What the task asks =
Starting with the first line of the records, write out each line exactly until you have included the line containing "their SHA-256 digest.".

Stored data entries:
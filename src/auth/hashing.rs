// SPDX-License-Identifier: AGPL-3.0-or-later
//
// Copyright (C) 2026 Relational Network

//! Password hashing and verification.
//!
//! Passwords are stored as the Base64 encoding of their SHA-256 digest.
//! The transform is deterministic, so verification is re-hash-and-compare
//! against the stored digest. The plaintext is never persisted.

use base64ct::{Base64, Encoding};
use sha2::{Digest, Sha256};

/// Hash a plaintext password into its storable digest.
pub fn hash_password(password: &str) -> String {
    let digest = Sha256::digest(password.as_bytes());
    Base64::encode_string(&digest)
}

/// Verify a plaintext password against a stored digest.
///
/// A stored value that does not decode as Base64 can never match.
pub fn verify_password(password: &str, stored_digest: &str) -> bool {
    let recomputed = Sha256::digest(password.as_bytes());
    match Base64::decode_vec(stored_digest) {
        Ok(stored) => stored.as_slice() == recomputed.as_slice(),
        Err(_) => false,
    }
}

#[cfg(test)]
mod tests {
    use super::*;

    #[test]
    fn hash_then_verify_round_trips() {
        let digest = hash_password("password123");
        assert!(verify_password("password123", &digest));
    }

    #[test]
    fn wrong_password_does_not_verify() {
        let digest = hash_password("password123");
        assert!(!verify_password("password124", &digest));
        assert!(!verify_password("", &digest));
    }

    #[test]
    fn hashing_is_deterministic() {
        assert_eq!(hash_password("secret"), hash_password("secret"));
        assert_ne!(hash_password("secret"), hash_password("secret2"));
    }

    #[test]
    fn digest_is_base64_of_fixed_length() {
        // SHA-256 is 32 bytes, 44 characters once Base64-encoded.
        let digest = hash_password("anything");
        assert_eq!(digest.len(), 44);
        assert_ne!(digest, "anything");
        assert!(Base64::decode_vec(&digest).is_ok());
    }

    #[test]
    fn garbage_stored_digest_never_matches() {
        assert!(!verify_password("password123", "not base64 at all!"));
        assert!(!verify_password("password123", ""));
    }
}
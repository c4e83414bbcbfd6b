// SPDX-License-Identifier: AGPL-3.0-or-later
//
// Copyright (C) 2026 Relational Network

use std::sync::Arc;

use tokio::sync::RwLock;

use crate::auth::TokenService;
use crate::store::InMemoryStore;

/// Shared application state.
///
/// The store is the only mutable state shared across requests; the token
/// service is read-only after startup.
#[derive(Clone)]
pub struct AppState {
    pub store: Arc<RwLock<InMemoryStore>>,
    pub tokens: Arc<TokenService>,
}

impl AppState {
    pub fn new(store: InMemoryStore, tokens: TokenService) -> Self {
        Self {
            store: Arc::new(RwLock::new(store)),
            tokens: Arc::new(tokens),
        }
    }
}
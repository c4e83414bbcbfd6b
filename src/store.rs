// SPDX-License-Identifier: AGPL-3.0-or-later
//
// Copyright (C) 2026 Relational Network

//! In-process record store.
//!
//! Holds the user accounts, the certification catalog, and the per-user
//! certification rows behind the same observable semantics a relational
//! backend would give this API: a unique constraint on `username`, and
//! owner-scoped matching for every instance-row mutation.
//!
//! Instance-row lookups match id and owner together, so a row owned by
//! someone else is indistinguishable from a missing one. Catalog rows
//! have no owner and skip the check entirely.

use std::collections::HashMap;

use crate::auth::AuthenticatedUser;
use crate::error::ApiError;
use crate::models::{
    Certification, CreateCertificationRequest, CreateUserCertRequest, RegisterRequest,
    UpdateCertificationRequest, UpdateProfileRequest, UpdateUserCertRequest, User, UserCert,
    UserCertView,
};
use crate::ownership::authorize;

const USER_CERT_NOT_FOUND: &str = "User_cert not found or not owned";

#[derive(Default)]
pub struct InMemoryStore {
    users: HashMap<i64, User>,
    certifications: HashMap<i64, Certification>,
    user_certs: HashMap<i64, UserCert>,
    next_user_id: i64,
    next_certification_id: i64,
    next_user_cert_id: i64,
}

impl InMemoryStore {
    pub fn new() -> Self {
        Self::default()
    }

    // -------------------------------------------------------------------------
    // Users
    // -------------------------------------------------------------------------

    /// Create a user account. The caller supplies the already-hashed
    /// password digest; the plaintext never reaches the store.
    pub fn create_user(
        &mut self,
        request: &RegisterRequest,
        password_digest: String,
    ) -> Result<User, ApiError> {
        if self.users.values().any(|u| u.username == request.username) {
            return Err(ApiError::conflict("Username already exists"));
        }

        self.next_user_id += 1;
        let user = User {
            user_id: self.next_user_id,
            username: request.username.clone(),
            password_digest,
            first_name: request.first_name.clone(),
            last_name: request.last_name.clone(),
            industry: request.industry.clone(),
            user_role: request.user_role.clone(),
            bio: request.bio.clone(),
        };
        self.users.insert(user.user_id, user.clone());
        Ok(user)
    }

    pub fn user(&self, user_id: i64) -> Option<&User> {
        self.users.get(&user_id)
    }

    pub fn user_by_username(&self, username: &str) -> Option<&User> {
        self.users.values().find(|u| u.username == username)
    }

    /// Apply the present fields of a profile update to the user's row.
    pub fn update_profile(
        &mut self,
        user_id: i64,
        update: &UpdateProfileRequest,
    ) -> Result<User, ApiError> {
        if update.is_empty() {
            return Err(ApiError::bad_request("No fields provided to update"));
        }

        let Some(user) = self.users.get_mut(&user_id) else {
            return Err(ApiError::not_found("User not found"));
        };

        if let Some(first_name) = &update.first_name {
            user.first_name = first_name.clone();
        }
        if let Some(last_name) = &update.last_name {
            user.last_name = last_name.clone();
        }
        if let Some(industry) = &update.industry {
            user.industry = industry.clone();
        }
        if let Some(user_role) = &update.user_role {
            user.user_role = user_role.clone();
        }
        if let Some(bio) = &update.bio {
            user.bio = Some(bio.clone());
        }

        Ok(user.clone())
    }

    // -------------------------------------------------------------------------
    // Certification catalog
    // -------------------------------------------------------------------------

    pub fn create_certification(&mut self, request: CreateCertificationRequest) -> Certification {
        self.next_certification_id += 1;
        let certification = Certification {
            certification_id: self.next_certification_id,
            domain_id: request.domain_id,
            cert_name: request.cert_name,
            provider: request.provider,
            cert_description: request.cert_description,
            renewal_period_months: request.renewal_period_months,
        };
        self.certifications
            .insert(certification.certification_id, certification.clone());
        certification
    }

    pub fn list_certifications(&self) -> Vec<Certification> {
        let mut certifications: Vec<Certification> =
            self.certifications.values().cloned().collect();
        certifications.sort_by_key(|c| c.certification_id);
        certifications
    }

    pub fn update_certification(
        &mut self,
        certification_id: i64,
        request: UpdateCertificationRequest,
    ) -> Result<Certification, ApiError> {
        let Some(certification) = self.certifications.get_mut(&certification_id) else {
            return Err(ApiError::not_found("Certification not found"));
        };

        certification.domain_id = request.domain_id;
        certification.cert_name = request.cert_name;
        certification.provider = request.provider;
        certification.cert_description = request.cert_description;
        certification.renewal_period_months = request.renewal_period_months;

        Ok(certification.clone())
    }

    pub fn delete_certification(&mut self, certification_id: i64) -> Result<(), ApiError> {
        if self.certifications.remove(&certification_id).is_some() {
            Ok(())
        } else {
            Err(ApiError::not_found("Certification not found"))
        }
    }

    // -------------------------------------------------------------------------
    // User certifications
    // -------------------------------------------------------------------------

    /// Create an instance row owned by the acting user.
    pub fn create_user_cert(
        &mut self,
        identity: &AuthenticatedUser,
        request: &CreateUserCertRequest,
    ) -> Result<UserCert, ApiError> {
        if !self.certifications.contains_key(&request.certification_id) {
            return Err(ApiError::not_found("Certification not found"));
        }

        self.next_user_cert_id += 1;
        let row = UserCert {
            user_cert_id: self.next_user_cert_id,
            user_id: identity.user_id,
            certification_id: request.certification_id,
            status: request.status.clone(),
            earned_on: request.earned_on,
            expires_on: request.expires_on,
            ce_hours_required: request.ce_hours_required,
            ce_hours_completed: request.ce_hours_completed,
        };
        self.user_certs.insert(row.user_cert_id, row.clone());
        Ok(row)
    }

    /// List the acting user's rows joined with their catalog entries,
    /// optionally restricted to a single row.
    pub fn list_user_certs(
        &self,
        identity: &AuthenticatedUser,
        user_cert_id: Option<i64>,
    ) -> Vec<UserCertView> {
        let mut rows: Vec<UserCertView> = self
            .user_certs
            .values()
            .filter(|row| authorize(identity, *row))
            .filter(|row| user_cert_id.is_none_or(|id| row.user_cert_id == id))
            .filter_map(|row| {
                self.certifications
                    .get(&row.certification_id)
                    .map(|certification| UserCertView::joined(row, certification))
            })
            .collect();
        rows.sort_by_key(|row| row.user_cert_id);
        rows
    }

    /// Replace an owned row's fields. A row owned by someone else reports
    /// the same not-found condition as a missing one.
    pub fn update_user_cert(
        &mut self,
        identity: &AuthenticatedUser,
        user_cert_id: i64,
        request: &UpdateUserCertRequest,
    ) -> Result<UserCert, ApiError> {
        if !self.certifications.contains_key(&request.certification_id) {
            return Err(ApiError::not_found("Certification not found"));
        }

        let Some(row) = self.user_certs.get_mut(&user_cert_id) else {
            return Err(ApiError::not_found(USER_CERT_NOT_FOUND));
        };
        if !authorize(identity, row) {
            return Err(ApiError::not_found(USER_CERT_NOT_FOUND));
        }

        row.certification_id = request.certification_id;
        row.status = request.status.clone();
        row.earned_on = request.earned_on;
        row.expires_on = request.expires_on;
        row.ce_hours_required = request.ce_hours_required;
        row.ce_hours_completed = request.ce_hours_completed;

        Ok(row.clone())
    }

    /// Delete one owned row, or every row owned by the acting user when
    /// no id is given. Zero rows affected reports as not found.
    pub fn delete_user_certs(
        &mut self,
        identity: &AuthenticatedUser,
        user_cert_id: Option<i64>,
    ) -> Result<usize, ApiError> {
        let removed = match user_cert_id {
            Some(id) => match self.user_certs.get(&id) {
                Some(row) if authorize(identity, row) => {
                    self.user_certs.remove(&id);
                    1
                }
                _ => 0,
            },
            None => {
                let before = self.user_certs.len();
                self.user_certs.retain(|_, row| !authorize(identity, row));
                before - self.user_certs.len()
            }
        };

        if removed == 0 {
            return Err(ApiError::not_found("No records found to delete"));
        }
        Ok(removed)
    }
}
//! Time sources for the debounce timer
//!
//! The engine never sleeps. It records a deadline on its clock and fires it
//! when the host polls at or after that instant.

use std::sync::atomic::{AtomicU64, Ordering};
use std::sync::Arc;
use std::time::{Duration, Instant};

/// Monotonic time source
pub trait Clock {
    /// Time elapsed since the clock's origin
    fn now(&self) -> Duration;
}

/// Wall-clock monotonic time, measured from construction
#[derive(Debug, Clone, Copy)]
pub struct SystemClock {
    origin: Instant,
}

impl SystemClock {
    /// Create a clock whose origin is the current instant
    pub fn new() -> Self {
        Self {
            origin: Instant::now(),
        }
    }
}

impl Default for SystemClock {
    fn default() -> Self {
        Self::new()
    }
}

impl Clock for SystemClock {
    fn now(&self) -> Duration {
        self.origin.elapsed()
    }
}

/// Virtual time advanced explicitly by its owner
///
/// Clones share the same timeline, so a test (or replay loop) can keep one
/// handle while the engine holds another.
#[derive(Debug, Clone, Default)]
pub struct ManualClock {
    micros: Arc<AtomicU64>,
}

impl ManualClock {
    /// Create a clock at time zero
    pub fn new() -> Self {
        Self::default()
    }

    /// Move time forward by `delta`
    pub fn advance(&self, delta: Duration) {
        self.micros
            .fetch_add(delta.as_micros() as u64, Ordering::SeqCst);
    }

    /// Move time forward to `at`; earlier instants are ignored
    pub fn advance_to(&self, at: Duration) {
        self.micros
            .fetch_max(at.as_micros() as u64, Ordering::SeqCst);
    }
}

impl Clock for ManualClock {
    fn now(&self) -> Duration {
        Duration::from_micros(self.micros.load(Ordering::SeqCst))
    }
}

impl<C: Clock + ?Sized> Clock for &C {
    fn now(&self) -> Duration {
        (**self).now()
    }
}

#[cfg(test)]
mod tests {
    use super::*;

    #[test]
    fn test_manual_clock_shared_timeline() {
        let clock = ManualClock::new();
        let handle = clock.clone();

        assert_eq!(clock.now(), Duration::ZERO);
        handle.advance(Duration::from_millis(30));
        assert_eq!(clock.now(), Duration::from_millis(30));
    }

    #[test]
    fn test_manual_clock_never_goes_back() {
        let clock = ManualClock::new();
        clock.advance_to(Duration::from_millis(100));
        clock.advance_to(Duration::from_millis(40));
        assert_eq!(clock.now(), Duration::from_millis(100));
    }

    #[test]
    fn test_system_clock_is_monotonic() {
        let clock = SystemClock::new();
        let first = clock.now();
        let second = clock.now();
        assert!(second >= first);
    }
}
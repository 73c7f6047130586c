//! CLI command implementations

use crate::error::CliResult;
use clap::Subcommand;

pub mod generate_config;
pub mod replay;
pub mod segment;
pub mod validate;

/// Available CLI commands
#[derive(Debug, Subcommand)]
pub enum Commands {
    /// Split script files into segments and show their tokens
    Segment(segment::SegmentArgs),

    /// Replay a recorded transcript session against a script
    Replay(replay::ReplayArgs),

    /// Write a configuration template
    GenerateConfig(generate_config::GenerateConfigArgs),

    /// Check a configuration file
    Validate(validate::ValidateArgs),
}

impl Commands {
    /// Run the selected command
    pub fn execute(&self, quiet: bool) -> CliResult<()> {
        match self {
            Commands::Segment(args) => args.execute(quiet),
            Commands::Replay(args) => args.execute(quiet),
            Commands::GenerateConfig(args) => args.execute(quiet),
            Commands::Validate(args) => args.execute(quiet),
        }
    }
}
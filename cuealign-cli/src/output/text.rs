//! Plain text output formatter

use super::{describe_events, OutputFormatter};
use crate::replay::{ReplayStep, ReplaySummary};
use anyhow::Result;
use cuealign_core::Segment;
use std::io::Write;

/// Plain text formatter - one line per segment or replay step
pub struct TextFormatter<W: Write> {
    writer: W,
    include_text: bool,
    current_source: Option<String>,
    segment_count: usize,
}

impl<W: Write> TextFormatter<W> {
    /// Create a new text formatter
    pub fn new(writer: W, include_text: bool) -> Self {
        Self {
            writer,
            include_text,
            current_source: None,
            segment_count: 0,
        }
    }
}

impl<W: Write + Send + Sync> OutputFormatter for TextFormatter<W> {
    fn format_segment(&mut self, source: &str, segment: &Segment) -> Result<()> {
        if self.current_source.as_deref() != Some(source) {
            if self.current_source.is_some() {
                writeln!(self.writer)?;
            }
            writeln!(self.writer, "== {source} ==")?;
            self.current_source = Some(source.to_string());
        }

        let tokens: Vec<&str> = segment.tokens.iter().map(|t| t.text.as_str()).collect();
        writeln!(
            self.writer,
            "{:>4}  {}  [{}]",
            segment.index,
            segment.raw_text,
            tokens.join(" ")
        )?;
        self.segment_count += 1;
        Ok(())
    }

    fn format_step(&mut self, step: &ReplayStep) -> Result<()> {
        let (index, matched) = step.state.position();
        write!(
            self.writer,
            "{:>8}ms  {:<10} ({index}, {matched})  {}",
            step.at_ms,
            step.trigger.label(),
            describe_events(&step.events)
        )?;
        if self.include_text {
            match &step.active_text {
                Some(text) => write!(self.writer, "  | {text}")?,
                None => write!(self.writer, "  | <end>")?,
            }
        }
        writeln!(self.writer)?;
        Ok(())
    }

    fn finish(&mut self, summary: Option<&ReplaySummary>) -> Result<()> {
        match summary {
            Some(summary) => {
                let (index, matched) = summary.final_state.position();
                writeln!(self.writer)?;
                writeln!(
                    self.writer,
                    "final position: ({index}, {matched}) of {} segments{}",
                    summary.segments,
                    if summary.finished { ", finished" } else { "" }
                )?;
                writeln!(self.writer, "progress: {:.0}%", summary.progress * 100.0)?;
                writeln!(
                    self.writer,
                    "completions: {}, jumps: {}, navigations: {}",
                    summary.completions, summary.jumps, summary.navigations
                )?;
            }
            None if self.segment_count == 0 => writeln!(self.writer, "(no segments)")?,
            None => {}
        }
        self.writer.flush()?;
        Ok(())
    }
}
//! cuealign CLI library
//!
//! This library provides the command-line interface for the cuealign
//! script/transcript alignment engine: segmenting scripts and replaying
//! recorded transcript sessions against them.

pub mod commands;
pub mod config;
pub mod error;
pub mod input;
pub mod output;
pub mod progress;
pub mod replay;

pub use error::{CliError, CliResult};
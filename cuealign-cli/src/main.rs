//! cuealign command-line entry point

use anyhow::Result;
use clap::Parser;
use cuealign_cli::commands::Commands;

/// Align live speech transcripts against a reference script
#[derive(Debug, Parser)]
#[command(name = "cuealign", version, about, long_about = None)]
struct Cli {
    #[command(subcommand)]
    command: Commands,

    /// Suppress progress output and logging
    #[arg(short, long, global = true)]
    quiet: bool,

    /// Increase verbosity
    #[arg(short, long, global = true, action = clap::ArgAction::Count)]
    verbose: u8,
}

impl Cli {
    /// Initialize logging based on verbosity level
    fn init_logging(&self) {
        if self.quiet {
            return;
        }

        let log_level = match self.verbose {
            0 => "warn",
            1 => "info",
            2 => "debug",
            _ => "trace",
        };

        env_logger::Builder::from_env(env_logger::Env::default().default_filter_or(log_level))
            .init();
    }
}

fn main() -> Result<()> {
    let cli = Cli::parse();
    cli.init_logging();

    log::debug!("Arguments: {:?}", cli);
    cli.command.execute(cli.quiet)
}
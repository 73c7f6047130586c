//! Live alignment of a speech transcript against a reference script
//!
//! This crate follows a speaker through a pre-written script so that a
//! display can highlight the words already spoken and move on line by line.
//! The script is split once into segments and token tables; the growing
//! transcript from a speech recogniser is then matched incrementally against
//! them.
//!
//! # Architecture
//!
//! - **Text layer** ([`text`]): terminator table, segmenter and tokenizer.
//!   Latin-style words are single tokens, ideographic characters are one
//!   token each.
//! - **Alignment layer** ([`aligner`]): the state machine that consumes
//!   transcript updates with a bounded lookahead, jumps to the next segment
//!   when its opening words are heard, and auto-advances after a debounce.
//! - **Time** ([`clock`]): an injected clock, so the debounce timer can be
//!   driven by virtual time in tests and replays.
//!
//! # Example
//!
//! ```rust
//! use cuealign_core::{AlignmentEvent, Aligner, AlignerConfig, ManualClock};
//!
//! let mut aligner = Aligner::with_clock(
//!     "Hello world. Testing one two.",
//!     AlignerConfig::default(),
//!     ManualClock::new(),
//! )?;
//!
//! aligner.consume_transcript("Hello world");
//! let update = aligner.consume_transcript("Hello world. Testing");
//!
//! assert_eq!(update.state.position(), (1, 1));
//! assert!(matches!(
//!     update.events.as_slice(),
//!     [AlignmentEvent::Jumped { from: 0, to: 1, offset: 0 }]
//! ));
//! # Ok::<(), cuealign_core::Error>(())
//! ```

pub mod aligner;
pub mod clock;
pub mod config;
pub mod error;
pub mod text;

pub use aligner::{
    Aligner, AlignmentEvent, AlignmentState, Events, SegmentStatus, SegmentView, Update,
};
pub use clock::{Clock, ManualClock, SystemClock};
pub use config::{AlignerConfig, ConfigBuilder, SegmenterConfig};
pub use error::{Error, Result};
pub use text::{segment, tokenize, Segment, Segmenter, Token};
//! Script segmentation into display units
//!
//! The script is cut after each terminal punctuation mark. Runs of
//! terminators (`?!`, `...`) and the closing quotes or brackets that follow
//! them stay with the unit they end, so every non-whitespace character of
//! the script lands in exactly one segment.

use super::terminator::TermTable;
use super::tokenizer::{tokenize, Token};
use crate::config::SegmenterConfig;
use serde::Serialize;

/// One display-sized unit of the reference script
#[derive(Debug, Clone, PartialEq, Serialize)]
pub struct Segment {
    /// 0-based position in the script
    pub index: usize,
    /// Trimmed source text, punctuation included
    pub raw_text: String,
    /// Byte offset of `raw_text` in the script
    pub start: usize,
    /// Byte offset one past the end of `raw_text` in the script
    pub end: usize,
    /// Token table used by the matcher
    pub tokens: Vec<Token>,
}

impl Segment {
    /// Number of tokens in this segment
    #[inline]
    pub fn token_count(&self) -> usize {
        self.tokens.len()
    }
}

/// Splits scripts into segments using a terminator table
#[derive(Debug, Clone, Default)]
pub struct Segmenter {
    table: TermTable,
}

impl Segmenter {
    /// Create a segmenter from configuration
    pub fn new(config: &SegmenterConfig) -> Self {
        Self {
            table: TermTable::new(config.terminators.iter().copied()),
        }
    }

    /// Split `text` into segments, in script order
    pub fn segment(&self, text: &str) -> Vec<Segment> {
        let chars: Vec<(usize, char)> = text.char_indices().collect();
        let mut segments = Vec::new();
        let mut unit_start = 0;
        let mut i = 0;

        while i < chars.len() {
            let ch = chars[i].1;
            let prev = i.checked_sub(1).map(|p| chars[p].1);
            let next = chars.get(i + 1).map(|&(_, c)| c);

            if !self.table.ends_unit(prev, ch, next) {
                i += 1;
                continue;
            }

            let mut j = i + 1;
            while j < chars.len()
                && (self.table.is_terminator(chars[j].1) || TermTable::is_closer(chars[j].1))
            {
                j += 1;
            }

            let unit_end = chars.get(j).map_or(text.len(), |&(idx, _)| idx);
            push_unit(&mut segments, text, unit_start, unit_end);
            unit_start = unit_end;
            i = j;
        }

        push_unit(&mut segments, text, unit_start, text.len());
        segments
    }
}

fn push_unit(segments: &mut Vec<Segment>, text: &str, start: usize, end: usize) {
    let unit = &text[start..end];
    let trimmed = unit.trim();
    if trimmed.is_empty() {
        return;
    }

    let leading = unit.len() - unit.trim_start().len();
    let start = start + leading;

    segments.push(Segment {
        index: segments.len(),
        raw_text: trimmed.to_string(),
        start,
        end: start + trimmed.len(),
        tokens: tokenize(trimmed),
    });
}

/// Split `text` into segments with the default terminator set
pub fn segment(text: &str) -> Vec<Segment> {
    Segmenter::default().segment(text)
}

Expected answer =
filename src/auth/hashing.rs
// SPDX-License-Identifier: AGPL-3.0-or-later
//
// Copyright (C) 2026 Relational Network

//! Password hashing and verification.
//!
//! Passwords are stored as the Base64 encoding of their SHA-256 digest.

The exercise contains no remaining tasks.